(Beginning of Information supplied)
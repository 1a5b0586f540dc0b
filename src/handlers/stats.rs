use axum::{
    extract::{Query, State},
    Extension, Json,
};
use chrono::{Duration, Utc};
use rand::rngs::StdRng;
use rand::SeedableRng;

use crate::auth::middleware::AuthUser;
use crate::dto::{ApiResponse, CortisolQuery, StatsQuery};
use crate::error::{AppError, AppResult};
use crate::models::activity::DateRange;
use crate::models::stats::{ActivityStats, CortisolPeriod, CortisolSeries};
use crate::services::cortisol::synthesize_cortisol_series;
use crate::services::dates::day_key;
use crate::services::stats::compute_stats;
use crate::AppState;

pub async fn get_stats(
    State(state): State<AppState>,
    Extension(auth_user): Extension<AuthUser>,
    Query(query): Query<StatsQuery>,
) -> AppResult<Json<ApiResponse<ActivityStats>>> {
    let range = query.to_range().map_err(AppError::Validation)?;

    let activities = state
        .activities
        .fetch_activities(auth_user.id, range)
        .await?;

    let stats = compute_stats(&activities, Utc::now());
    tracing::debug!(
        user_id = %auth_user.id,
        total = stats.total,
        streak = stats.streak,
        "Computed activity stats"
    );

    Ok(Json(ApiResponse::ok(stats)))
}

pub async fn get_cortisol(
    State(state): State<AppState>,
    Extension(auth_user): Extension<AuthUser>,
    Query(query): Query<CortisolQuery>,
) -> AppResult<Json<ApiResponse<CortisolSeries>>> {
    let period = CortisolPeriod::parse_lenient(query.period.as_deref());
    let echoed = query
        .period
        .unwrap_or_else(|| CortisolPeriod::default().as_str().to_string());
    let now = Utc::now();
    let start = now - Duration::days(period.days());

    let activities = state
        .activities
        .fetch_activities(auth_user.id, DateRange::since(start))
        .await?;

    let mut rng = StdRng::from_entropy();
    let data = synthesize_cortisol_series(
        &activities,
        day_key(start),
        day_key(now),
        &state.config.cortisol,
        &mut rng,
    );

    tracing::debug!(user_id = %auth_user.id, period = period.as_str(), points = data.len(), "Synthesized cortisol series");

    Ok(Json(ApiResponse::ok(CortisolSeries {
        period: echoed,
        data,
    })))
}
(End of Information supplied)
_Exercise_:
Output exactly the lines of the data that run from the one containing "use crate::services::cortisol::synthesize_cortisol_series;" to the very last line, and no others.

_Exercise solution_:
use crate::services::cortisol::synthesize_cortisol_series;
use crate::services::dates::day_key;
use crate::services::stats::compute_stats;
use crate::AppState;

pub async fn get_stats(
    State(state): State<AppState>,
    Extension(auth_user): Extension<AuthUser>,
    Query(query): Query<StatsQuery>,
) -> AppResult<Json<ApiResponse<ActivityStats>>> {
    let range = query.to_range().map_err(AppError::Validation)?;

    let activities = state
        .activities
        .fetch_activities(auth_user.id, range)
        .await?;

    let stats = compute_stats(&activities, Utc::now());
    tracing::debug!(
        user_id = %auth_user.id,
        total = stats.total,
        streak = stats.streak,
        "Computed activity stats"
    );

    Ok(Json(ApiResponse::ok(stats)))
}

pub async fn get_cortisol(
    State(state): State<AppState>,
    Extension(auth_user): Extension<AuthUser>,
    Query(query): Query<CortisolQuery>,
) -> AppResult<Json<ApiResponse<CortisolSeries>>> {
    let period = CortisolPeriod::parse_lenient(query.period.as_deref());
    let echoed = query
        .period
        .unwrap_or_else(|| CortisolPeriod::default().as_str().to_string());
    let now = Utc::now();
    let start = now - Duration::days(period.days());

    let activities = state
        .activities
        .fetch_activities(auth_user.id, DateRange::since(start))
        .await?;

    let mut rng = StdRng::from_entropy();
    let data = synthesize_cortisol_series(
        &activities,
        day_key(start),
        day_key(now),
        &state.config.cortisol,
        &mut rng,
    );

    tracing::debug!(user_id = %auth_user.id, period = period.as_str(), points = data.len(), "Synthesized cortisol series");

    Ok(Json(ApiResponse::ok(CortisolSeries {
        period: echoed,
        data,
    })))
}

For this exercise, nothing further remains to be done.